Mammalian cells also use ncRNAs to control transcriptional silencing. In this area, Claire Rougeulle (Université Paris Diderot, Paris, France) described recent work from her laboratory regarding the control of X‐inactivation in human ESC. X‐chromosome inactivation in mammalian cells is orchestrated by the ncRNA XIST, but human ESC express an apparently antagonistic ncRNA, XACT, which coats the active X‐chromosome. X‐inactivation is variable in human ESC compared to mouse, potentially reflecting a balance between XIST and XACT expression, and here it was shown that XACT expression precedes XIST loss and X‐reactivation, and that XACT is present on both X‐chromosomes in embryos when both Xs are active.

Epigenomics in single cells

Single cell sequencing approaches have the potential to revolutionise epigenetics. Heather Lee (Babraham Institute) revealed that even apparently homogenous ESC cultures in fact show distinct epigenetic heterogeneity. However, some cell populations are indeed highly homogenous; Sebastien Smallwood (Babraham Institute) presented the first genome‐wide methylomes from single cells, in this case from oocytes, which showed very little sample‐to‐sample variability providing an important validation of single cell methodologies 10.

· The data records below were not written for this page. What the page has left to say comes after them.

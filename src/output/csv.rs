//! CSV renderer.
//!
//! Fields containing commas, double quotes, or newlines are quoted (RFC 4180).

use super::fields::{FieldSet, Record};

pub fn render_csv(records: &[Record], fields: &FieldSet) -> String {
    let mut out = String::new();

    out.push_str(&fields.names().join(","));
    out.push('\n');

    for record in records {
        let row: Vec<String> = fields
            .as_slice()
            .iter()
            .map(|field| escape_csv_field(&record.get(*field).to_cell()))
            .collect();
        out.push_str(&row.join(","));
        out.push('\n');
    }

    out
}

/// Double quotes within a quoted field are escaped by doubling them.
fn escape_csv_field(s: &str) -> String {
    let needs_quoting = s.contains(',') || s.contains('"') || s.contains('\n') || s.contains('\r');

    if needs_quoting {
        format!("\"{}\"", s.replace('"', "\"\""))
    } else {
        s.to_string()
    }
}

#[cfg(test)]
mod tests {
    use super::*;
    use crate::model::{Package, Vulnerability};

    #[test]
    fn test_escape_csv_field() {
        assert_eq!(escape_csv_field("plain"), "plain");
        assert_eq!(escape_csv_field("a,b"), "\"a,b\"");
        assert_eq!(escape_csv_field("say \"hi\""), "\"say \"\"hi\"\"\"");
        assert_eq!(escape_csv_field("two\nlines"), "\"two\nlines\"");
    }

    #[test]
    fn test_render_csv_rows() {
        let vuln = Vulnerability::new(42, "XSS, stored", Package::plugin("akismet"));
        let records = vec![Record::flatten(&vuln).for_machine()];
        let fields = FieldSet::parse("id,title,fixed_in").unwrap();

        let csv = render_csv(&records, &fields);

        assert_eq!(csv, "id,title,fixed_in\n42,\"XSS, stored\",\n");
    }

    #[test]
    fn test_render_csv_header_only_when_empty() {
        let fields = FieldSet::parse("id,title").unwrap();
        assert_eq!(render_csv(&[], &fields), "id,title\n");
    }
}
//! The checking service seam.
//!
//! [`CheckingService`] is what the command layer drives. [`LocalChecker`]
//! implements it offline, on top of the package scanners and a
//! [`VulnerabilityDatabase`] file.

mod database;
mod local;
mod version;

pub use database::{DatabaseEntry, VulnerabilityDatabase, VulnerabilityRecord};
pub use local::LocalChecker;
pub use version::{is_affected, is_newer};

use crate::error::CheckError;
use crate::model::{Package, PackageType, VulnerabilityCollection};
use std::collections::BTreeSet;

/// Which installed packages a batch check covers.
#[derive(Debug, Clone, Copy, PartialEq, Eq)]
pub enum CheckScope {
    Plugins,
    Themes,
    Wordpresses,
    /// Every plugin, every theme and the core.
    Site,
}

impl CheckScope {
    pub fn includes(&self, package_type: PackageType) -> bool {
        match self {
            CheckScope::Plugins => package_type == PackageType::Plugin,
            CheckScope::Themes => package_type == PackageType::Theme,
            CheckScope::Wordpresses => package_type == PackageType::Wordpress,
            CheckScope::Site => true,
        }
    }

    pub fn as_str(&self) -> &'static str {
        match self {
            CheckScope::Plugins => "plugins",
            CheckScope::Themes => "themes",
            CheckScope::Wordpresses => "wordpresses",
            CheckScope::Site => "site",
        }
    }
}

impl From<PackageType> for CheckScope {
    fn from(package_type: PackageType) -> Self {
        match package_type {
            PackageType::Plugin => CheckScope::Plugins,
            PackageType::Theme => CheckScope::Themes,
            PackageType::Wordpress => CheckScope::Wordpresses,
        }
    }
}

/// Slugs excluded from a batch check entirely.
///
/// WordPress core entries use the numeric slug form (`474`, not `4.7.4`).
#[derive(Debug, Clone, Default, PartialEq, Eq)]
pub struct IgnoreList(BTreeSet<String>);

impl IgnoreList {
    pub fn new() -> Self {
        Self::default()
    }

    /// Parses a comma separated slug list. Blank entries are dropped.
    ///
    /// ```
    /// use soter::checker::IgnoreList;
    ///
    /// let ignored = IgnoreList::parse("akismet, jetpack");
    /// assert!(ignored.contains("jetpack"));
    /// assert_eq!(ignored.len(), 2);
    /// ```
    pub fn parse(list: &str) -> Self {
        list.split(',')
            .map(str::trim)
            .filter(|slug| !slug.is_empty())
            .collect()
    }

    pub fn contains(&self, slug: &str) -> bool {
        self.0.contains(slug)
    }

    pub fn is_empty(&self) -> bool {
        self.0.is_empty()
    }

    pub fn len(&self) -> usize {
        self.0.len()
    }

    pub fn iter(&self) -> impl Iterator<Item = &str> {
        self.0.iter().map(String::as_str)
    }
}

impl<S: Into<String>> FromIterator<S> for IgnoreList {
    fn from_iter<I: IntoIterator<Item = S>>(iter: I) -> Self {
        Self(iter.into_iter().map(Into::into).collect())
    }
}

impl<S: Into<String>> Extend<S> for IgnoreList {
    fn extend<I: IntoIterator<Item = S>>(&mut self, iter: I) {
        self.0.extend(iter.into_iter().map(Into::into));
    }
}

/// Outcome of one package check, as seen by post-check callbacks.
pub struct ItemReport<'a> {
    pub package: &'a Package,
    pub outcome: Result<&'a VulnerabilityCollection, &'a CheckError>,
}

/// Runs synchronously after every individual package check, failed or not.
pub type PostCheckCallback = Box<dyn Fn(&ItemReport<'_>)>;

/// Looks packages up against a vulnerability source.
pub trait CheckingService {
    /// Checks one package. A package without a version is resolved to the
    /// installed version when there is one.
    fn check_package(&self, package: &Package) -> Result<VulnerabilityCollection, CheckError>;

    /// Checks every installed package in `scope` whose slug is not ignored.
    ///
    /// A failure for one package is reported to the callbacks and skipped;
    /// only failures affecting the whole call are returned.
    fn check_scope(
        &self,
        scope: CheckScope,
        ignored: &IgnoreList,
    ) -> Result<VulnerabilityCollection, CheckError>;

    /// Number of packages [`check_scope`](Self::check_scope) would check.
    fn count(&self, scope: CheckScope, ignored: &IgnoreList) -> Result<usize, CheckError>;

    fn register_post_check_callback(&mut self, callback: PostCheckCallback);
}

#[cfg(test)]
mod tests {
    use super::*;

    #[test]
    fn test_ignore_list_trims_whitespace() {
        let ignored = IgnoreList::parse("akismet, jetpack");
        assert!(ignored.contains("akismet"));
        assert!(ignored.contains("jetpack"));
        assert!(!ignored.contains(" jetpack"));
        assert!(!ignored.contains("hello-dolly"));
        assert_eq!(ignored.len(), 2);
    }

    #[test]
    fn test_ignore_list_empty_input() {
        assert!(IgnoreList::parse("").is_empty());
        assert!(IgnoreList::parse(" , ,").is_empty());
    }

    #[test]
    fn test_ignore_list_extend() {
        let mut ignored = IgnoreList::parse("474");
        ignored.extend(["akismet", "474"]);
        assert_eq!(ignored.iter().collect::<Vec<_>>(), vec!["474", "akismet"]);
    }

    #[test]
    fn test_scope_includes() {
        assert!(CheckScope::Plugins.includes(PackageType::Plugin));
        assert!(!CheckScope::Plugins.includes(PackageType::Theme));
        assert!(CheckScope::Site.includes(PackageType::Wordpress));
        assert_eq!(CheckScope::from(PackageType::Theme), CheckScope::Themes);
    }
}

John Marioni (European Bioinformatics Institute, Cambridge, UK) described how single cell expression profiling of brain cells from the marine annelid Platynereis, combined with in situ profiling for selected marker genes, allowed reconstruction of the expression profile of the brain with single cell resolution. Expanding such techniques to more complex organisms is highly challenging. However, Andreas Ladurner (Ludwig Maximilians University of Munich) presented surprisingly effective approaches for profiling selected neuronal cell populations in Drosophila. By expressing tagged ribosomes, RNA polymerases or histones using specific GAL4 driver lines, it was possible to measure gene expression and chromatin structure changes in specific sets of neurons, glia and adipocytes within the fly head. This was used to demonstrate how gene expression changes when a fly is fed normally or fasted.

Perspectives

It was exciting to see the emergence of an unexpected theme at this meeting: the influence of DNA sequence on the epigenome. This concept unites many of the core research areas of EpiGeneSys and was a common discussion point during the coffee breaks. Overall, a model emerges whereby epigenetic processes coordinate nuclear function and transcriptional states, but on one level these states can be defined by DNA sequence elements and their associated binding proteins. Of course, external signalling events require changes in the transcriptional output of the genome and trigger changes in epigenetic profiles, however, these profiles are constrained by underlying sequence considerations (Fig. 1). Hence, the epigenome functions to establish and maintain transcriptional states that to some extent can be defined at the level of the DNA sequence. These exciting and emerging concepts will be an active area of future work for members of EpiGeneSys.

Figure 1

Epigenetic readers as sequence‐specific binding proteins. Representation of a sequence‐specific reader protein binding to unmethylated CpG (open circles), but not to methylated CpG (filled circles) or to sequences without CpG. The reader recruits other epigenetic modifiers to define the epigenetic status of the sequence. This process can be modulated at various steps by extrinsic and intrinsic signalling activities, adding flexibility to the response. Alteration of local epigenetic states impacts the functional state of the surrounding genomic regions, controlling the transcription of neighbouring genes for example.